- **AIM OF THE TASK**: What is needed here is every line of the records that includes "merge".

── DATASET CONTENT

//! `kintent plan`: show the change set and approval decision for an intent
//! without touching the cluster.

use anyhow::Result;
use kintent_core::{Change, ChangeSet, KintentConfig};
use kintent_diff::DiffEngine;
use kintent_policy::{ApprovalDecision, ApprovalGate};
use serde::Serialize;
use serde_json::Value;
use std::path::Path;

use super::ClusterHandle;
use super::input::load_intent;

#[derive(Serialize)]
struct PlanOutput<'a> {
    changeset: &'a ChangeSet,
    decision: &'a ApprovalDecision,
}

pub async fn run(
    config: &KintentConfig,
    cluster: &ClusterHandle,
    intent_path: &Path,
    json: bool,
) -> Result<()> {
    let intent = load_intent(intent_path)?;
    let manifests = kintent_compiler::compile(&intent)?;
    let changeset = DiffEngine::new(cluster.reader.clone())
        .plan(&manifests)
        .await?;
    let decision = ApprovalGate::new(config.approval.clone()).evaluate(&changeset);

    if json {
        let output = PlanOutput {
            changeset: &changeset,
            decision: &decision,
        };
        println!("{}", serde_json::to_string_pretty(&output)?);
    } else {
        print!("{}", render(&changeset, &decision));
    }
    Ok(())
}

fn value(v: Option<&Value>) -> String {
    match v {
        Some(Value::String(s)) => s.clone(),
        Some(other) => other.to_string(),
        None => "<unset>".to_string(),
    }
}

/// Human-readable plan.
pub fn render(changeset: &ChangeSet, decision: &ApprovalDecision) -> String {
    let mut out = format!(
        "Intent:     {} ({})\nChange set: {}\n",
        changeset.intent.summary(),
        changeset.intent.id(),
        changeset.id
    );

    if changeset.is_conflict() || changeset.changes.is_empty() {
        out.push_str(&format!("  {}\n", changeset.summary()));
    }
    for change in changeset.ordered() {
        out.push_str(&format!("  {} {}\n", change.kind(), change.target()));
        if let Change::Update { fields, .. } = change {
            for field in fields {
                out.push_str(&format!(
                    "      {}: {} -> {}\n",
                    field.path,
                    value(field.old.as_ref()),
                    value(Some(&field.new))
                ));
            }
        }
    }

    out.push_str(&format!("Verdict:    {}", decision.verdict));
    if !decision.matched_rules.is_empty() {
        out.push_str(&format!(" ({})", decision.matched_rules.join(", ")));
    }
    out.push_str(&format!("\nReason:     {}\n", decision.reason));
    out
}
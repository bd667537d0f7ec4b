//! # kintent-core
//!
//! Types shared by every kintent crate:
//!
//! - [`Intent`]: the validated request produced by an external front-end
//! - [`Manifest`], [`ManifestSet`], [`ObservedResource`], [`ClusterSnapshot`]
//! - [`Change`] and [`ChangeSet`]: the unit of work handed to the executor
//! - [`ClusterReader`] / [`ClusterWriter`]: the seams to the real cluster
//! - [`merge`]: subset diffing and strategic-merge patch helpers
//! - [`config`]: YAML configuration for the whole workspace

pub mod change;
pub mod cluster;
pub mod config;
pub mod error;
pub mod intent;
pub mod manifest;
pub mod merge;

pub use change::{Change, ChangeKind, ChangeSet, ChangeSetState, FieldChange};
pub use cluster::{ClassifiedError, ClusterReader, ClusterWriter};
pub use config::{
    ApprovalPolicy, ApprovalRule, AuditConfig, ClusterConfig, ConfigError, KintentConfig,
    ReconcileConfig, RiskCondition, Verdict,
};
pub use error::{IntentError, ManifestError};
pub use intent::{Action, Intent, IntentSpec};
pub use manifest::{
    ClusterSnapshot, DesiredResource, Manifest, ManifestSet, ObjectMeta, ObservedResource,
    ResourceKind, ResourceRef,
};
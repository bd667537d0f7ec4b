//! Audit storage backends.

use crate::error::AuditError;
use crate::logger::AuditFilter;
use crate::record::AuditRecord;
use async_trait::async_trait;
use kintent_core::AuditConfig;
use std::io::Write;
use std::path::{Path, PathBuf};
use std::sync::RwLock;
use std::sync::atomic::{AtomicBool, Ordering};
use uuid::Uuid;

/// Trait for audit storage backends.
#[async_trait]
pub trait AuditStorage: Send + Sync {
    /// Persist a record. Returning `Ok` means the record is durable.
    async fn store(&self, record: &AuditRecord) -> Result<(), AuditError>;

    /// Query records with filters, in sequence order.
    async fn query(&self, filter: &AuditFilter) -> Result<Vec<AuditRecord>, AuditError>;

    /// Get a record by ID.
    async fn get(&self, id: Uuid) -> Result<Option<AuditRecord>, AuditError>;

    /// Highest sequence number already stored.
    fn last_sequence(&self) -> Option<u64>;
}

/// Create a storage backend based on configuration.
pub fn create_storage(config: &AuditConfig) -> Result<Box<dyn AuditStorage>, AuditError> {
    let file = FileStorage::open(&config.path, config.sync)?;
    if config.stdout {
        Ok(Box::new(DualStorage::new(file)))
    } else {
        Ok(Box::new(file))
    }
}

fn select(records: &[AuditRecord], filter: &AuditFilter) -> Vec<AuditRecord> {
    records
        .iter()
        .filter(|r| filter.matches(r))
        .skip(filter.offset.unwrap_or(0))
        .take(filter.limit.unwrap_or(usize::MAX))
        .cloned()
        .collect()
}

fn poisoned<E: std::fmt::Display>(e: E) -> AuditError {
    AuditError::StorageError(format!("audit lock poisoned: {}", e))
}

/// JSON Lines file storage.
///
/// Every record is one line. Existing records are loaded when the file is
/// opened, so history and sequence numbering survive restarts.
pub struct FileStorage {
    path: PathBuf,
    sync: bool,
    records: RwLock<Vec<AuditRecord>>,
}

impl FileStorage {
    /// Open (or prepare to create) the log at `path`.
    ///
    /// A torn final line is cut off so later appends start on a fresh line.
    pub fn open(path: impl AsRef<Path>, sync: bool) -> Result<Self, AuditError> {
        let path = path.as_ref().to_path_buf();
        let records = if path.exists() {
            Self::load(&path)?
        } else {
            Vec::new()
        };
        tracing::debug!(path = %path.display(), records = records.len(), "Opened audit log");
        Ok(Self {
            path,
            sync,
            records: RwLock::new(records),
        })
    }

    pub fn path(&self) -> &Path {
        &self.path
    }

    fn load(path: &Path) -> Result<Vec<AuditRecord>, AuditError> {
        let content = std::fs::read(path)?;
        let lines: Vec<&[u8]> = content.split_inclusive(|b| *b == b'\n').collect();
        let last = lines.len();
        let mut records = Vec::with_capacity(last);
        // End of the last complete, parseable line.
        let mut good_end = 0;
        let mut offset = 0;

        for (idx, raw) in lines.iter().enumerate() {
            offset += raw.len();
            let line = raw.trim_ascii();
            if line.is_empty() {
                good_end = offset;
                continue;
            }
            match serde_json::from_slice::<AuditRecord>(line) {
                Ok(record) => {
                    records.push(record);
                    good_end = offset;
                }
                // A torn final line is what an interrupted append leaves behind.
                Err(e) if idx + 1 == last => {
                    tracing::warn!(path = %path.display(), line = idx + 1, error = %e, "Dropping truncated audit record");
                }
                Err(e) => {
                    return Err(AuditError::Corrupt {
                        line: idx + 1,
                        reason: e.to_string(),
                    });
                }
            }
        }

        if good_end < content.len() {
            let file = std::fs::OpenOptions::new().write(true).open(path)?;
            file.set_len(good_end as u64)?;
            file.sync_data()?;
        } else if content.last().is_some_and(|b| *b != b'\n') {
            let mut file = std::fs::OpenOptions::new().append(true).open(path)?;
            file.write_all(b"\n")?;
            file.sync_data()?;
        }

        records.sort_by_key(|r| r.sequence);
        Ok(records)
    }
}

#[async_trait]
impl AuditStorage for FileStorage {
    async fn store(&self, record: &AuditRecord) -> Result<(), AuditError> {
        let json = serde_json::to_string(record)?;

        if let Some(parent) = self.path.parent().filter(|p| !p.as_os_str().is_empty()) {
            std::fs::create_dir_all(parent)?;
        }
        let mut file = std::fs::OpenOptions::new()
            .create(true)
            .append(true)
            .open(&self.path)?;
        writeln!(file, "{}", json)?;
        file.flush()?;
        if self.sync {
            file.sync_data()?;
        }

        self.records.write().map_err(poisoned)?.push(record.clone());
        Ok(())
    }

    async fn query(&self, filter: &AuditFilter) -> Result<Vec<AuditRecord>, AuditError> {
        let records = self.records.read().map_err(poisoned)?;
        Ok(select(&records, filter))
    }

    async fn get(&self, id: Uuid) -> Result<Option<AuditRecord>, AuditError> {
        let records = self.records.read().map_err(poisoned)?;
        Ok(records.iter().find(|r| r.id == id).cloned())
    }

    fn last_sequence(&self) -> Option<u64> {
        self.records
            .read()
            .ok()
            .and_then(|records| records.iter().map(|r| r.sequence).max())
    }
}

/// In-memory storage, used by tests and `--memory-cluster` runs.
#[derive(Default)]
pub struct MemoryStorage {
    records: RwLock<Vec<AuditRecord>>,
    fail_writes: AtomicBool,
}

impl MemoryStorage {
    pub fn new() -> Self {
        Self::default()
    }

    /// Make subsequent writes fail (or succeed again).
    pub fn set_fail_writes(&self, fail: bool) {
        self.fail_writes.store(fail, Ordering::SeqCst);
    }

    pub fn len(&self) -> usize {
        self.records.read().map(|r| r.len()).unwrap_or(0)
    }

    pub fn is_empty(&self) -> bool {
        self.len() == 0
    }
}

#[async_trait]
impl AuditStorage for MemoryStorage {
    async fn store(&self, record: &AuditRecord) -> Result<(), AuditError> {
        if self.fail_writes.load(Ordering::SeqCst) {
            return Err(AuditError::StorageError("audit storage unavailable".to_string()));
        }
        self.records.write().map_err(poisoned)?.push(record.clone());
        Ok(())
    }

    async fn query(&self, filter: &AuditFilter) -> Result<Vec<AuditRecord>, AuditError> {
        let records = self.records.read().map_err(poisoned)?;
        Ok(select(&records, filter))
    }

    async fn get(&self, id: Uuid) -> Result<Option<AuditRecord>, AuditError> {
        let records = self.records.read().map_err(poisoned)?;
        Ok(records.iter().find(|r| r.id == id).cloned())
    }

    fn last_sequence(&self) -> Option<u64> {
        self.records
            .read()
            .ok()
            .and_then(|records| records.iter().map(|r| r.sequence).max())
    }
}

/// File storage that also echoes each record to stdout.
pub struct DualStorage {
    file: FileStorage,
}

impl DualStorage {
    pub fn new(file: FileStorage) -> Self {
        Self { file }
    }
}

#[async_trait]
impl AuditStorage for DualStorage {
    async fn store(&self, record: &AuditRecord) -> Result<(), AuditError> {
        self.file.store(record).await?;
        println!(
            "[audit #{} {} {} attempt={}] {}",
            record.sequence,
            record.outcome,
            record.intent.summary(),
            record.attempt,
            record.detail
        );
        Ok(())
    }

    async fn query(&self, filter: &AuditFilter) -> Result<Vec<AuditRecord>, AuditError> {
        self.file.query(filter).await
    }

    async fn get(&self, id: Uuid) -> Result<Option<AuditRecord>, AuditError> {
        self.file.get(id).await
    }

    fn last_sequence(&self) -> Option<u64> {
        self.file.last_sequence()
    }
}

────

- **COMPLETED TASK**:
//! - [`merge`]: subset diffing and strategic-merge patch helpers
pub mod merge;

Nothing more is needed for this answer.